Materials provided>
use std::fmt;

use itertools::Itertools;

use crate::error::InvalidTokenSequence;

#[derive(Debug, Clone, Copy, PartialEq, Eq, Hash)]
pub enum TokenKind {
    // Keywords
    Def,
    Return,
    If,
    Elif,
    Else,

    // Types
    Int,
    Float,
    Boolean,
    String,

    True,
    False,

    Identifier,
    IntNumber,
    FloatNumber,
    StringLiteral,

    // Special characters
    Parenthesis,
    CurlyBraces,
    Brackets,
    EqualSign,
    Colon,
    Semicolon,
    Comma,

    // Operators
    Plus,
    Minus,
    Times,
    Divides,
    Mod,

    Eof,
}

/// Reserved words, checked once after an identifier has been scanned.
pub const KEYWORDS: [(&str, TokenKind); 11] = [
    ("def", TokenKind::Def),
    ("return", TokenKind::Return),
    ("if", TokenKind::If),
    ("elif", TokenKind::Elif),
    ("else", TokenKind::Else),
    ("int", TokenKind::Int),
    ("float", TokenKind::Float),
    ("bool", TokenKind::Boolean),
    ("string", TokenKind::String),
    ("true", TokenKind::True),
    ("false", TokenKind::False),
];

impl TokenKind {
    pub fn keyword(text: &str) -> Option<TokenKind> {
        KEYWORDS
            .iter()
            .find(|(word, _)| *word == text)
            .map(|(_, kind)| *kind)
    }

    pub fn punctuation(ch: char) -> Option<TokenKind> {
        let kind = match ch {
            '(' | ')' => TokenKind::Parenthesis,
            '{' | '}' => TokenKind::CurlyBraces,
            '[' | ']' => TokenKind::Brackets,
            '=' => TokenKind::EqualSign,
            ':' => TokenKind::Colon,
            ';' => TokenKind::Semicolon,
            ',' => TokenKind::Comma,
            '+' => TokenKind::Plus,
            '-' => TokenKind::Minus,
            '*' => TokenKind::Times,
            '/' => TokenKind::Divides,
            '%' => TokenKind::Mod,
            _ => return None,
        };
        Some(kind)
    }

    /// `int`, `float`, `bool` and `string`: the tokens that open a declaration.
    pub fn is_type_keyword(self) -> bool {
        matches!(
            self,
            TokenKind::Int | TokenKind::Float | TokenKind::Boolean | TokenKind::String
        )
    }
}

impl fmt::Display for TokenKind {
    fn fmt(&self, f: &mut fmt::Formatter<'_>) -> fmt::Result {
        let text = match self {
            TokenKind::Def => "'def'",
            TokenKind::Return => "'return'",
            TokenKind::If => "'if'",
            TokenKind::Elif => "'elif'",
            TokenKind::Else => "'else'",
            TokenKind::Int => "'int'",
            TokenKind::Float => "'float'",
            TokenKind::Boolean => "'bool'",
            TokenKind::String => "'string'",
            TokenKind::True => "'true'",
            TokenKind::False => "'false'",
            TokenKind::Identifier => "identifier",
            TokenKind::IntNumber => "integer literal",
            TokenKind::FloatNumber => "float literal",
            TokenKind::StringLiteral => "string literal",
            TokenKind::Parenthesis => "parenthesis",
            TokenKind::CurlyBraces => "curly brace",
            TokenKind::Brackets => "bracket",
            TokenKind::EqualSign => "'='",
            TokenKind::Colon => "':'",
            TokenKind::Semicolon => "';'",
            TokenKind::Comma => "','",
            TokenKind::Plus => "'+'",
            TokenKind::Minus => "'-'",
            TokenKind::Times => "'*'",
            TokenKind::Divides => "'/'",
            TokenKind::Mod => "'%'",
            TokenKind::Eof => "end of input",
        };
        f.write_str(text)
    }
}

/// A classified slice of source text.
///
/// Literal values are kept as text; turning `"3.14"` into a number is left to
/// whoever consumes the token. String literals store the characters between
/// the quotes, verbatim.
#[derive(Debug, Clone, PartialEq, Eq)]
pub struct Token {
    pub kind: TokenKind,
    pub lexeme: String,
    /// Byte offset of the token's first character in the source.
    pub offset: usize,
}

impl Token {
    pub fn new(kind: TokenKind, lexeme: impl Into<String>, offset: usize) -> Self {
        Token {
            kind,
            lexeme: lexeme.into(),
            offset,
        }
    }

    pub fn eof(offset: usize) -> Self {
        Token::new(TokenKind::Eof, "", offset)
    }

    /// Number of source bytes covered by the token, quotes included.
    pub fn len_in_source(&self) -> usize {
        match self.kind {
            TokenKind::StringLiteral => self.lexeme.len() + 2,
            _ => self.lexeme.len(),
        }
    }
}

/// Writes source text that tokenizes back to a token of the same kind.
impl fmt::Display for Token {
    fn fmt(&self, f: &mut fmt::Formatter<'_>) -> fmt::Result {
        match self.kind {
            TokenKind::StringLiteral => write!(f, "\"{}\"", self.lexeme),
            _ => f.write_str(&self.lexeme),
        }
    }
}

/// Output of the lexer: every token of a source, in order, with exactly one
/// trailing [`TokenKind::Eof`].
#[derive(Debug, Clone, PartialEq, Eq)]
pub struct TokenSequence {
    tokens: Vec<Token>,
}

impl TokenSequence {
    /// Only the lexer builds sequences unchecked; it appends `Eof` itself.
    pub(crate) fn from_lexer(tokens: Vec<Token>) -> Self {
        debug_assert!(Self::check(&tokens).is_ok());
        TokenSequence { tokens }
    }

    fn check(tokens: &[Token]) -> Result<(), InvalidTokenSequence> {
        let eofs = tokens.iter().filter(|t| t.kind == TokenKind::Eof).count();
        match tokens.last() {
            Some(last) if last.kind == TokenKind::Eof && eofs == 1 => Ok(()),
            Some(_) if eofs > 1 => Err(InvalidTokenSequence::DuplicateEof),
            _ => Err(InvalidTokenSequence::MissingEof),
        }
    }

    pub fn as_slice(&self) -> &[Token] {
        &self.tokens
    }

    pub fn iter(&self) -> std::slice::Iter<'_, Token> {
        self.tokens.iter()
    }

    pub fn len(&self) -> usize {
        self.tokens.len()
    }

    /// Always false: a sequence holds at least its `Eof`.
    pub fn is_empty(&self) -> bool {
        self.tokens.is_empty()
    }

    pub fn eof(&self) -> &Token {
        &self.tokens[self.tokens.len() - 1]
    }

    pub fn kinds(&self) -> Vec<TokenKind> {
        self.tokens.iter().map(|t| t.kind).collect()
    }
}

impl TryFrom<Vec<Token>> for TokenSequence {
    type Error = InvalidTokenSequence;

    fn try_from(tokens: Vec<Token>) -> Result<Self, Self::Error> {
        Self::check(&tokens)?;
        Ok(TokenSequence { tokens })
    }
}

impl<'a> IntoIterator for &'a TokenSequence {
    type Item = &'a Token;
    type IntoIter = std::slice::Iter<'a, Token>;

    fn into_iter(self) -> Self::IntoIter {
        self.tokens.iter()
    }
}

impl fmt::Display for TokenSequence {
    fn fmt(&self, f: &mut fmt::Formatter<'_>) -> fmt::Result {
        let lines = self
            .tokens
            .iter()
            .map(|t| format!("{:>5}  {:<16} {}", t.offset, format!("{:?}", t.kind), t));
        write!(f, "{}", lines.format("\n"))
    }
}
//! ```
//! use idk_syntax::{parse_source, ast::Type};
//!
//! let program = parse_source("int x = 5; string s = \"hi\";").unwrap();
//! let first = program.declarations().next().unwrap();
//! assert_eq!(first.declared_type, Type::Int);
//! assert_eq!(first.to_string(), "VARIABLE 'x' => 5 ;");
//! ```

pub mod ast;
pub mod error;
pub mod lexer;
pub mod parser;
pub mod token;

pub use error::{Error, InvalidTokenSequence, LexError, ParseError};
pub use lexer::{Lexer, tokenize};
pub use parser::{Parser, Recovered, parse, parse_recovering};
pub use token::{Token, TokenKind, TokenSequence};

use ast::Program;

pub fn parse_source(source: &str) -> Result<Program, Error> {
    let tokens = tokenize(source)?;
    Ok(parse(&tokens)?)
}

/// Lex errors still stop immediately.
pub fn parse_source_recovering(source: &str) -> Result<Program, Error> {
    let tokens = tokenize(source)?;
    parse_recovering(&tokens).into_result()
}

Exercise brief> Each line above where the word "first" occurs should be copied out.

Reply to the exercise>
    /// Byte offset of the token's first character in the source.
//! let first = program.declarations().next().unwrap();
//! assert_eq!(first.declared_type, Type::Int);
//! assert_eq!(first.to_string(), "VARIABLE 'x' => 5 ;");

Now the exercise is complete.